* The task
Every line of the following records that includes "impl" should be copied.

* Available data
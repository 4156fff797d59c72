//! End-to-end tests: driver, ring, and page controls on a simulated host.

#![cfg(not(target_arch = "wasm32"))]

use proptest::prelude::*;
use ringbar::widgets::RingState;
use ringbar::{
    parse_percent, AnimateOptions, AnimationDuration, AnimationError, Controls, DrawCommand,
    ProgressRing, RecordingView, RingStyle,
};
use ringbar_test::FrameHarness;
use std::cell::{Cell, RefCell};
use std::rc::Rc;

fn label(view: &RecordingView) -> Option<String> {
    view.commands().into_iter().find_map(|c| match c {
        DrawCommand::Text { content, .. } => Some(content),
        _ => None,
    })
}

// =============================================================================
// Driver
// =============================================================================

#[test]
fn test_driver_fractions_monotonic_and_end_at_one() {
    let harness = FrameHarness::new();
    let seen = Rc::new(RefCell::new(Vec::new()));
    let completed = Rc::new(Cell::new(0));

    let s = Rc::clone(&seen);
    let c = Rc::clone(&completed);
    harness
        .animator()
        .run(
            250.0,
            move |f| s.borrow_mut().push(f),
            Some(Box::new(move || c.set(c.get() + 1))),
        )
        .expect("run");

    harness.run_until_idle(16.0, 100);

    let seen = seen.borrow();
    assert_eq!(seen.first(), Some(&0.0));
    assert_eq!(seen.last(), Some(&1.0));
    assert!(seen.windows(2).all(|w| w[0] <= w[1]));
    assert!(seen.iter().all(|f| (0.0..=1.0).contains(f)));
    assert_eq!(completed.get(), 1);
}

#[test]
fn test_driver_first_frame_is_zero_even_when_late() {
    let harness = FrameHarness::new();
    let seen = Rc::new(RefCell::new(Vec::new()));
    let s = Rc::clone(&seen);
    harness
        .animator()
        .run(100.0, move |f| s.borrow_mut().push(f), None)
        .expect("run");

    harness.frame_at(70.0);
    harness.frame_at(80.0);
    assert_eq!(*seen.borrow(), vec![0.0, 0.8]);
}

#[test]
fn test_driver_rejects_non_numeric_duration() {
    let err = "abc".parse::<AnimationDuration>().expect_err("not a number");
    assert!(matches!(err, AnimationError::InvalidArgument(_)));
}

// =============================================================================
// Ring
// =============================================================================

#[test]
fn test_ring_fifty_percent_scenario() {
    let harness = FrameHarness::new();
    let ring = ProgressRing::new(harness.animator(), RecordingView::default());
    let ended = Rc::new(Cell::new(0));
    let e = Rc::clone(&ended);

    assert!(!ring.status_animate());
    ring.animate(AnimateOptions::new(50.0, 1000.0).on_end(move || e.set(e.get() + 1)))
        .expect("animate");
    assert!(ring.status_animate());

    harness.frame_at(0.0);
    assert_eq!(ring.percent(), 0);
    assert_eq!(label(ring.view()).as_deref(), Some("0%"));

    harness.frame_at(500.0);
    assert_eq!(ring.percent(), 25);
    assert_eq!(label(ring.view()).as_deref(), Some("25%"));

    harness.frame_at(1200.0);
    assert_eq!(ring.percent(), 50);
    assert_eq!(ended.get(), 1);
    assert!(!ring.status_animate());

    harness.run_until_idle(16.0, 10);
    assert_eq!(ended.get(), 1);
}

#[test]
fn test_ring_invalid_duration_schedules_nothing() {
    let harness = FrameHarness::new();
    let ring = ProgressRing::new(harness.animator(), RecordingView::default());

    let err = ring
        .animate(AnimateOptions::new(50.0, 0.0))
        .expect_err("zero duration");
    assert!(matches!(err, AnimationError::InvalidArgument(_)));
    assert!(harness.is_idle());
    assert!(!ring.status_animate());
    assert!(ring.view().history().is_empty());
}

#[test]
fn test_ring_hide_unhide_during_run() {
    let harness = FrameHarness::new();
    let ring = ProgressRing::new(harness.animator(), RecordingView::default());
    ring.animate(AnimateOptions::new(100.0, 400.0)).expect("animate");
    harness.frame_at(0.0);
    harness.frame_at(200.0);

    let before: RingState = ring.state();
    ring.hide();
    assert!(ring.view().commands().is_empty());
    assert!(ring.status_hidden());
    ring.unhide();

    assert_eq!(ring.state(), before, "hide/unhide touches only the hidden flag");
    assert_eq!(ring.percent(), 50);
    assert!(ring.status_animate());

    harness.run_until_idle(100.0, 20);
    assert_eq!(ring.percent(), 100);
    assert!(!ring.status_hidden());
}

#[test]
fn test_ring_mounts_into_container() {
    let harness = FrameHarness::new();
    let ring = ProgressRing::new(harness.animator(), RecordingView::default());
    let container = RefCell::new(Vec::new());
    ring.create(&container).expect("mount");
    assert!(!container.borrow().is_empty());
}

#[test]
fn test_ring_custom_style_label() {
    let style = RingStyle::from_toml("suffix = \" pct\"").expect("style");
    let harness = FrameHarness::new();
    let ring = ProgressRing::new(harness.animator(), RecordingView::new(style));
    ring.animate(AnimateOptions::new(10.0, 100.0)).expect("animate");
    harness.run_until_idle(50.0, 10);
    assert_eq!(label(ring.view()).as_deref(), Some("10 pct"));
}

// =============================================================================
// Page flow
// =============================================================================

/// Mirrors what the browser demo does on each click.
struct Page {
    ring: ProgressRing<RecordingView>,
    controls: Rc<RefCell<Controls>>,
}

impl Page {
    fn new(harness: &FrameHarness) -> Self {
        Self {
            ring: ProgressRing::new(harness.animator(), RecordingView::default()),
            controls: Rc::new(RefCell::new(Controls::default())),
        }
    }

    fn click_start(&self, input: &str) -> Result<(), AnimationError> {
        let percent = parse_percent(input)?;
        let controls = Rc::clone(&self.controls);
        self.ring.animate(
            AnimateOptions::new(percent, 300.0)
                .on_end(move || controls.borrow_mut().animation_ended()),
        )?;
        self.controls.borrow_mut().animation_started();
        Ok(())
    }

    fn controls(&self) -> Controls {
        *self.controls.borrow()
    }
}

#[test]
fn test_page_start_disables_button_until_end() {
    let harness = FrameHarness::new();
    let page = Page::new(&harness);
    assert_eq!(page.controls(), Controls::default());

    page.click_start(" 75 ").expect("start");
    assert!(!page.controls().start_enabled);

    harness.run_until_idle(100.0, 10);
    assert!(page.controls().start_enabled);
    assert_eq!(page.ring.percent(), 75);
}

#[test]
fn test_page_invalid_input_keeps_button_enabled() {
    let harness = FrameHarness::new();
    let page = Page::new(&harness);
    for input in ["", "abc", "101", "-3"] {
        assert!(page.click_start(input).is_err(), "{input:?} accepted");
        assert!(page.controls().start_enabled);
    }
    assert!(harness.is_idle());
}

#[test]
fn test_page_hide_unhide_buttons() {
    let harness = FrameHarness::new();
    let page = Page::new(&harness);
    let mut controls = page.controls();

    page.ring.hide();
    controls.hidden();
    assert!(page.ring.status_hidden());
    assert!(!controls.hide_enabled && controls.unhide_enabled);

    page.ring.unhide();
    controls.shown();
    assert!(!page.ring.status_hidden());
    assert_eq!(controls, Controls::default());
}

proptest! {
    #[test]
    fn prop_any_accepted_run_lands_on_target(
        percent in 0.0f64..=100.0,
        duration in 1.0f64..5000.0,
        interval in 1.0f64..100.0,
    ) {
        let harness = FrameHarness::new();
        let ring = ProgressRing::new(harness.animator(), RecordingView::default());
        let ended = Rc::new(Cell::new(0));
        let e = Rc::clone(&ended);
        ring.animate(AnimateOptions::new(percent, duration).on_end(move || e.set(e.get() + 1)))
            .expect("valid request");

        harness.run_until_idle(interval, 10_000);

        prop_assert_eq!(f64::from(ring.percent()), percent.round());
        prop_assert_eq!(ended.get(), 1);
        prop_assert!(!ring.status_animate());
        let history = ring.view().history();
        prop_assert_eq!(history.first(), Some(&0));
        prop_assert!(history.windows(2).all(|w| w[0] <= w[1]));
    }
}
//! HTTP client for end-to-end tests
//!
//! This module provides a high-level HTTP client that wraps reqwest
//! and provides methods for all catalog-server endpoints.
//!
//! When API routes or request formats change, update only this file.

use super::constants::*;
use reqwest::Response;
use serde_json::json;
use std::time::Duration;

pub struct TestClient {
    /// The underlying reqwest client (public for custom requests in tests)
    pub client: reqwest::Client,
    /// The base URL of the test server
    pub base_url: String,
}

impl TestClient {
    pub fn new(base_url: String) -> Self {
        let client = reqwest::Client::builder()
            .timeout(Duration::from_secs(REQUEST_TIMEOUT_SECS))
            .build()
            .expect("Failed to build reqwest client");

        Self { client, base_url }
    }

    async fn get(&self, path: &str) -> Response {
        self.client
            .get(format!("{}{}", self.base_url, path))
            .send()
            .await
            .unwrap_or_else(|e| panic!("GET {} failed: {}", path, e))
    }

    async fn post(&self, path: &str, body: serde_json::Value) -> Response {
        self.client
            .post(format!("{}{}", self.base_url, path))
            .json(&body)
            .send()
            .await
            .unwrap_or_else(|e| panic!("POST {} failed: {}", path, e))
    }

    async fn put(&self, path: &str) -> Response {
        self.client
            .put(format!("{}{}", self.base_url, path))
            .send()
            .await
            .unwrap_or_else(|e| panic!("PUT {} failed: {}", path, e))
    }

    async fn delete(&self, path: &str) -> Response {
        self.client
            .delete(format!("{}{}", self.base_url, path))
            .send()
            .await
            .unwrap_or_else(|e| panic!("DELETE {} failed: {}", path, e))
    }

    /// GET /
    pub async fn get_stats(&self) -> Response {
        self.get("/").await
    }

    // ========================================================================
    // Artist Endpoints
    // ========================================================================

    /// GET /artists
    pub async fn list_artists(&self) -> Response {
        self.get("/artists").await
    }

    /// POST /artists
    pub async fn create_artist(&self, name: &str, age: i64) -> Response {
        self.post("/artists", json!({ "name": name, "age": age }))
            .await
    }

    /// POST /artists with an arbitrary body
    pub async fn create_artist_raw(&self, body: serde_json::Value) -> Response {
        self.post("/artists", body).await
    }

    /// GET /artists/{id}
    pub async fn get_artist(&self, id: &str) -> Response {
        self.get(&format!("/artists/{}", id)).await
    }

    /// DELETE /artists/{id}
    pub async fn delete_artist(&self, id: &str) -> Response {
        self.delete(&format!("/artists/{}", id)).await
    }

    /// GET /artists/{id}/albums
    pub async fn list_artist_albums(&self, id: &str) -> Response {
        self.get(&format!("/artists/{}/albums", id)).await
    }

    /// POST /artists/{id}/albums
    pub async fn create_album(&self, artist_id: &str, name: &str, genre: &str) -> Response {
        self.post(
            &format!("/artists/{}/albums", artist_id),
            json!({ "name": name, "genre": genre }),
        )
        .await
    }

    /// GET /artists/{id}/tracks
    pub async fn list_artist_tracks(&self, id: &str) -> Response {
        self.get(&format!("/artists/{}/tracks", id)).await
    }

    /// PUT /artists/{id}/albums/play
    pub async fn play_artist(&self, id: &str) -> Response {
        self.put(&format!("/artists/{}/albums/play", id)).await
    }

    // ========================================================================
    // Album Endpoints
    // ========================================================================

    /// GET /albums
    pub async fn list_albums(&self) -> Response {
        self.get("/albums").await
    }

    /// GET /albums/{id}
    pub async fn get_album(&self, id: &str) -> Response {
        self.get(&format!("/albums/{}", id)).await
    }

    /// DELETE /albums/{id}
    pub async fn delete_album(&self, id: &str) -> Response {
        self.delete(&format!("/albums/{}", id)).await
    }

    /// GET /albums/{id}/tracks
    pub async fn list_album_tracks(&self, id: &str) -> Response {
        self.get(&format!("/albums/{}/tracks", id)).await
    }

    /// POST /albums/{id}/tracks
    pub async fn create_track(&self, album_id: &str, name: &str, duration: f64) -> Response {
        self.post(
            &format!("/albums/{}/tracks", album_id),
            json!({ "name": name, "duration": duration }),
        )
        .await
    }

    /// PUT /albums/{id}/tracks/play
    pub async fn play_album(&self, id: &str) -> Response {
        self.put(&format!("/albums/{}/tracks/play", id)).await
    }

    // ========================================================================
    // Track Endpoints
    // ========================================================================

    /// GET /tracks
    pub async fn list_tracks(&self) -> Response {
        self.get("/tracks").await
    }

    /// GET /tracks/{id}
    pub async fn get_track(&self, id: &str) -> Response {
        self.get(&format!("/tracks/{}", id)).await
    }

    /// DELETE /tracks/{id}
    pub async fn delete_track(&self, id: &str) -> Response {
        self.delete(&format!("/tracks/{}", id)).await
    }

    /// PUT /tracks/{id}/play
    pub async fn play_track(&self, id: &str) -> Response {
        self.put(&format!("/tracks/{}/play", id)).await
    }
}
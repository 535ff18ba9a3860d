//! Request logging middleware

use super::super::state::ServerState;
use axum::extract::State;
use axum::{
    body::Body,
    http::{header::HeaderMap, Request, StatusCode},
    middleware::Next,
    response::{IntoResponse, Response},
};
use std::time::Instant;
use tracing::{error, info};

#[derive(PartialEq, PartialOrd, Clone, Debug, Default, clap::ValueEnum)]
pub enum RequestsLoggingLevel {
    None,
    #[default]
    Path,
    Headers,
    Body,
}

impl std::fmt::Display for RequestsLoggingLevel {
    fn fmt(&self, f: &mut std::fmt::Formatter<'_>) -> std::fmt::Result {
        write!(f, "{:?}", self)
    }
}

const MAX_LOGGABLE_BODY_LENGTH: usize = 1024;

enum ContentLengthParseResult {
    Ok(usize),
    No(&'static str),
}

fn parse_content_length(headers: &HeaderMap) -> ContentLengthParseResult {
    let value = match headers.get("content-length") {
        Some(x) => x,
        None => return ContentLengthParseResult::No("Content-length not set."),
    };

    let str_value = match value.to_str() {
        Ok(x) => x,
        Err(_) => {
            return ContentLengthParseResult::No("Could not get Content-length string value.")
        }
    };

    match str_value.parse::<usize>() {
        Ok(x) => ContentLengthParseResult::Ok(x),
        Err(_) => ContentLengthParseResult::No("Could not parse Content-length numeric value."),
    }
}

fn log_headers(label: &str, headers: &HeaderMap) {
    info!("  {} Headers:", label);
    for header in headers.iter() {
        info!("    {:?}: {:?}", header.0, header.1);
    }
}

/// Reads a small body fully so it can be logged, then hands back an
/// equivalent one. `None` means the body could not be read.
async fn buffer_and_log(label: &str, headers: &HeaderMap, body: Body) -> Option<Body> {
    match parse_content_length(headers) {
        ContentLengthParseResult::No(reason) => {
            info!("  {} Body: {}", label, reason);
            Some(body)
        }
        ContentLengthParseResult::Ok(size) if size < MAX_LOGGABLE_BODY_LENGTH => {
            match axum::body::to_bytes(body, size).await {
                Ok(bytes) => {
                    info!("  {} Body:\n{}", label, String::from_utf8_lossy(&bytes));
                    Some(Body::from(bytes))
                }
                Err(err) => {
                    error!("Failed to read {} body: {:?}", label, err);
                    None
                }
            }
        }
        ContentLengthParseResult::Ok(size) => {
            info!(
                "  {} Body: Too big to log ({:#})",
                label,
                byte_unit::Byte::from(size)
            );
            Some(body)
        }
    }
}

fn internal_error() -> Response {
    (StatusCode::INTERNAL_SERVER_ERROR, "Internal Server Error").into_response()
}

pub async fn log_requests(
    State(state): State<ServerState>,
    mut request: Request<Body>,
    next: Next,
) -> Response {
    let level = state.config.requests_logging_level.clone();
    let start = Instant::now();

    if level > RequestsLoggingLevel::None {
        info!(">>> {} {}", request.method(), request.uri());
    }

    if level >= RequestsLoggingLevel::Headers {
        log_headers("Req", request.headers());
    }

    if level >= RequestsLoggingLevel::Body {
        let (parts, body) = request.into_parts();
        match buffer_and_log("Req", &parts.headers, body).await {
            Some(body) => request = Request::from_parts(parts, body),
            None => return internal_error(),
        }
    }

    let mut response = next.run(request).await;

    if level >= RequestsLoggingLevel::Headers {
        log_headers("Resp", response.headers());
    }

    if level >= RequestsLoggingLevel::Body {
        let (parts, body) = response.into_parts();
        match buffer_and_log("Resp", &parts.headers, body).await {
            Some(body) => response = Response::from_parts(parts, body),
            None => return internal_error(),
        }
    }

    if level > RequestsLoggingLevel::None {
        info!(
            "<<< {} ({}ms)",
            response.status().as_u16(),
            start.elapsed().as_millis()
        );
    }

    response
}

* Answer area
impl Page {
impl TestClient {
impl std::fmt::Display for RequestsLoggingLevel {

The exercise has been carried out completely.